A second set of primers was used to make the complete insert. The forward primer (YS3F) consists of the first 40 nucleotides of the sucrose isomerase signal sequence. The internal HindIII site in the signal sequence was abolished by site-directed mutagenesis by substituting A for T in the fifth codon. The resulting mutation is silent. A flanking HindII site was added immediately before the start codon. The reverse primer was YS2R. The PCR product was purified and verified by sequencing. The fragment was then digested with HindIII and ligated into the linearised pGAD424 backbone. Post ligation, the reaction mix was transformed into E.coli DH5 cells. Screening was carried-out by plating on Luria-Bertani (LB) agar plates supplemented with ampicillin (100 mg L-1). The resulting vector (PYDSM01) was recovered from positive transformants and verified by restriction enzyme mapping and DNA sequencing.

Cloning of the bacterial α-amylase gene: Genomic DNA was extracted from Bacillus subtilis ATCC 6633 using Qiagen’s DNeasy kit and used as the source of bacterial amylase gene.
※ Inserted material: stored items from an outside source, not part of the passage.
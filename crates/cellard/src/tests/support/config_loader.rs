//! Configuration loaders rooted in temporary directories.

use std::ffi::OsString;
use std::path::{Path, PathBuf};
use std::sync::Arc;

use ortho_config::{OrthoConfig, OrthoError};
use tempfile::TempDir;

use cellar_config::{Config, LogFormat, SocketEndpoint};

use crate::bootstrap::ConfigLoader;

/// Loader whose storage and socket live under a private temporary directory.
///
/// TCP loaders bind an ephemeral loopback port; Unix loaders place the socket
/// (and therefore the runtime files) in the temporary directory.
#[derive(Clone)]
pub struct TestConfigLoader {
    dir: Arc<TempDir>,
    socket: SocketEndpoint,
    workers: usize,
}

impl TestConfigLoader {
    /// Serves on `127.0.0.1:0`.
    #[must_use]
    pub fn tcp() -> Self {
        let dir = Arc::new(TempDir::new().expect("temporary directory"));
        Self {
            dir,
            socket: SocketEndpoint::tcp("127.0.0.1", 0),
            workers: 4,
        }
    }

    /// Serves on a Unix socket inside the temporary directory.
    #[must_use]
    pub fn unix() -> Self {
        let dir = Arc::new(TempDir::new().expect("temporary directory"));
        let path = dir.path().join("run").join("cellard.sock");
        let socket = SocketEndpoint::unix(path.to_str().expect("utf-8 temp path"));
        Self {
            dir,
            socket,
            workers: 2,
        }
    }

    /// Overrides the worker pool size.
    #[must_use]
    pub fn with_workers(mut self, workers: usize) -> Self {
        self.workers = workers;
        self
    }

    /// Directory holding the lock, pid and health files of Unix loaders.
    #[must_use]
    pub fn runtime_dir(&self) -> PathBuf {
        self.dir.path().join("run")
    }

    fn root(&self) -> &Path {
        self.dir.path()
    }
}

impl ConfigLoader for TestConfigLoader {
    fn load(&self) -> Result<Config, Arc<OrthoError>> {
        let utf8 = |path: PathBuf| path.to_str().expect("utf-8 temp path").into();
        Ok(Config {
            daemon_socket: self.socket.clone(),
            log_format: LogFormat::Compact,
            worker_count: self.workers,
            queue_capacity: 64,
            storage_root: utf8(self.root().join("databases")),
            database_store: utf8(self.root().join("databases.json")),
            ..Config::default()
        })
    }
}

/// Loader that fails by passing an unsupported socket scheme on the command
/// line.
pub struct FailingConfigLoader;

impl ConfigLoader for FailingConfigLoader {
    fn load(&self) -> Result<Config, Arc<OrthoError>> {
        Config::load_from_iter([
            OsString::from("cellard"),
            OsString::from("--daemon-socket"),
            OsString::from("udp://127.0.0.1:1"),
        ])
    }
}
PCR was carried out using primers BA1F and BA2R targeting the entire ORF minus the start and stop codons. PCR was performed at 94°C for 15 sec, annealing at 55°C for 30 sec, extension at 68°C for 3 min, for 30 cycles on an Eppendorf Mastercycler. The amplification product was purified using a commercial kit and sequenced for verification. The purified PCR product was digested with BamHI and cloned into pYDSM01 at the BamHI site in the MCS. Post ligation, the reaction mix was transformed into E.coli DH5α cells as described above. Plasmids were recovered from positive transformants and the insertion was verified by sequencing. For expression and surface display, the recombinant plasmid was transformed into a leu2 yeast strain using the Lithium acetate method of Gietz (1992). Putative transformants were selected on synthetic complete media lacking leucine and characterized.

Cloning the GFP gene: The coding sequences for a variant of the green fluorescent protein optimized for expression in yeast was amplified from plasmid pFA6a-GFP-KanMX (a gift from R.Borts, U.Leicester). The amplified sequence were purified, sequenced, digested with BamHI and inserted into pYDSM01 as described above. Transformants were selected on synthetic complete media lacking leucine and characterized.
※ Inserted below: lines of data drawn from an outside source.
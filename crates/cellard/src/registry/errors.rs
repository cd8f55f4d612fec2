//! Error types for the database registry.

use std::io;
use std::path::PathBuf;

use thiserror::Error;

/// Failures raised by an open database handle.
#[derive(Debug, Error)]
pub enum StorageError {
    /// The embedded engine reported an error.
    #[error("storage engine error: {0}")]
    Engine(#[from] sled::Error),

    /// A stored key or value is not valid UTF-8.
    #[error("stored entry under key {key:?} is not valid UTF-8")]
    InvalidUtf8 {
        /// Key of the offending entry.
        key: String,
    },

    /// Moving a dropped database's directory aside failed.
    #[error("failed to move database directory '{path}': {source}")]
    Destroy {
        /// Database directory.
        path: PathBuf,
        /// Underlying error.
        #[source]
        source: io::Error,
    },
}

/// Failures reported by the [`Registry`](super::Registry).
#[derive(Debug, Error)]
pub enum RegistryError {
    /// No database with this name exists.
    #[error("database '{name}' does not exist")]
    NotFound {
        /// Requested database.
        name: String,
    },

    /// The database is referenced by an in-flight request.
    #[error("database '{name}' is in use")]
    InUse {
        /// Requested database.
        name: String,
    },

    /// The configured default database cannot be dropped.
    #[error("database '{name}' is the default database and cannot be dropped")]
    DefaultDatabase {
        /// Configured default database.
        name: String,
    },

    /// The name cannot be used as a directory under the storage root.
    #[error("invalid database name {name:?}: {reason}")]
    InvalidName {
        /// Rejected name.
        name: String,
        /// Rule the name breaks.
        reason: &'static str,
    },

    /// Opening, flushing or destroying a database failed.
    #[error("database '{name}': {source}")]
    Storage {
        /// Affected database.
        name: String,
        /// Engine failure.
        #[source]
        source: StorageError,
    },

    /// The storage root directory could not be created.
    #[error("failed to prepare storage root '{path}': {source}")]
    StorageRoot {
        /// Configured storage root.
        path: PathBuf,
        /// Underlying error.
        #[source]
        source: io::Error,
    },

    /// Reading or writing the catalog file failed.
    #[error("database catalog '{path}': {message}")]
    Catalog {
        /// Catalog file.
        path: PathBuf,
        /// Failed step.
        message: String,
        /// Underlying error, if any.
        #[source]
        source: Option<Box<dyn std::error::Error + Send + Sync>>,
    },

    /// Registry state is unusable after a thread panicked while holding it.
    #[error("registry state is poisoned")]
    Internal,
}

impl RegistryError {
    pub(crate) fn storage(name: impl Into<String>, source: impl Into<StorageError>) -> Self {
        Self::Storage {
            name: name.into(),
            source: source.into(),
        }
    }

    pub(crate) fn catalog(
        path: impl Into<PathBuf>,
        message: impl Into<String>,
        source: impl std::error::Error + Send + Sync + 'static,
    ) -> Self {
        Self::Catalog {
            path: path.into(),
            message: message.into(),
            source: Some(Box::new(source)),
        }
    }
}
Characterization of yeast transformants: Yeast transformants were cultured individually in 96-well plates in 100 μL of YEPD. After overnight growth at 30°C, 100 μL of 1% starch solution were added to each well and incubated for 1 h at 30°C. A drop of Gram’s iodine was added to detect for residual starch. Transformants with amylase activities were selected, inoculated into YEPD supplemented with 100 mg L-1 ampicillin to prevent bacterial contamination and grown overnight at 30°C. The cells were then recovered by centrifugation, washed twice and resuspended in phosphate buffer (pH 7). Both the washed cells and the culture supernatant were then assayed for amylase activity by testing for the production of free glucose from starch using the AMPLEX Glucose kit (Invitrogen, USA). Amylase activity was measured in three replicates for each transformant and the results averaged.
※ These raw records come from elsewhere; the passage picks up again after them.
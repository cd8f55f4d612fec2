//! Recording [`HealthReporter`] split into bootstrap and worker timelines.

use std::sync::{Mutex, MutexGuard};

use cellar_config::Config;

use crate::bootstrap::BootstrapError;
use crate::broker::{TransportError, WorkerId};
use crate::health::HealthReporter;

/// Bootstrap progress in the order it was reported.
#[derive(Debug, Clone, PartialEq, Eq)]
pub enum BootstrapPhase {
    Starting,
    Succeeded,
    Failed(String),
}

/// A lifecycle change reported by one worker.
#[derive(Debug, Clone, PartialEq, Eq)]
pub enum WorkerChange {
    Started,
    Halted,
    Failed(TransportError),
}

#[derive(Debug, Default)]
pub struct RecordingHealthReporter {
    bootstrap: Mutex<Vec<BootstrapPhase>>,
    workers: Mutex<Vec<(WorkerId, WorkerChange)>>,
}

impl RecordingHealthReporter {
    #[must_use]
    pub fn bootstrap_phases(&self) -> Vec<BootstrapPhase> {
        lock(&self.bootstrap).clone()
    }

    #[must_use]
    pub fn saw_bootstrap_failure(&self) -> bool {
        lock(&self.bootstrap)
            .iter()
            .any(|phase| matches!(phase, BootstrapPhase::Failed(_)))
    }

    /// Every worker change, in arrival order across all workers.
    #[must_use]
    pub fn worker_changes(&self) -> Vec<(WorkerId, WorkerChange)> {
        lock(&self.workers).clone()
    }

    /// How many worker changes satisfy `predicate`.
    pub fn workers_where(&self, predicate: impl Fn(&WorkerChange) -> bool) -> usize {
        lock(&self.workers)
            .iter()
            .filter(|(_, change)| predicate(change))
            .count()
    }

    fn worker(&self, worker: WorkerId, change: WorkerChange) {
        lock(&self.workers).push((worker, change));
    }
}

fn lock<T>(events: &Mutex<T>) -> MutexGuard<'_, T> {
    events.lock().expect("recorder mutex poisoned")
}

impl HealthReporter for RecordingHealthReporter {
    fn bootstrap_starting(&self) {
        lock(&self.bootstrap).push(BootstrapPhase::Starting);
    }

    fn bootstrap_succeeded(&self, _config: &Config) {
        lock(&self.bootstrap).push(BootstrapPhase::Succeeded);
    }

    fn bootstrap_failed(&self, error: &BootstrapError) {
        lock(&self.bootstrap).push(BootstrapPhase::Failed(error.to_string()));
    }

    fn worker_started(&self, worker: WorkerId) {
        self.worker(worker, WorkerChange::Started);
    }

    fn worker_halted(&self, worker: WorkerId) {
        self.worker(worker, WorkerChange::Halted);
    }

    fn worker_failed(&self, worker: WorkerId, error: &TransportError) {
        self.worker(worker, WorkerChange::Failed(error.clone()));
    }
}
For transformants carrying the GFP insert, cells grown overnight in YEPD were harvested by centrifugation, washed twice and resuspended in phosphate buffer. An aliquot was mounted in antifade mountant (Invitrogen) and observed under a fluorescent microscope using appropriate filters. A control consisting of yeast cell transformed with the vector only was prepared and treated in exactly the same manner.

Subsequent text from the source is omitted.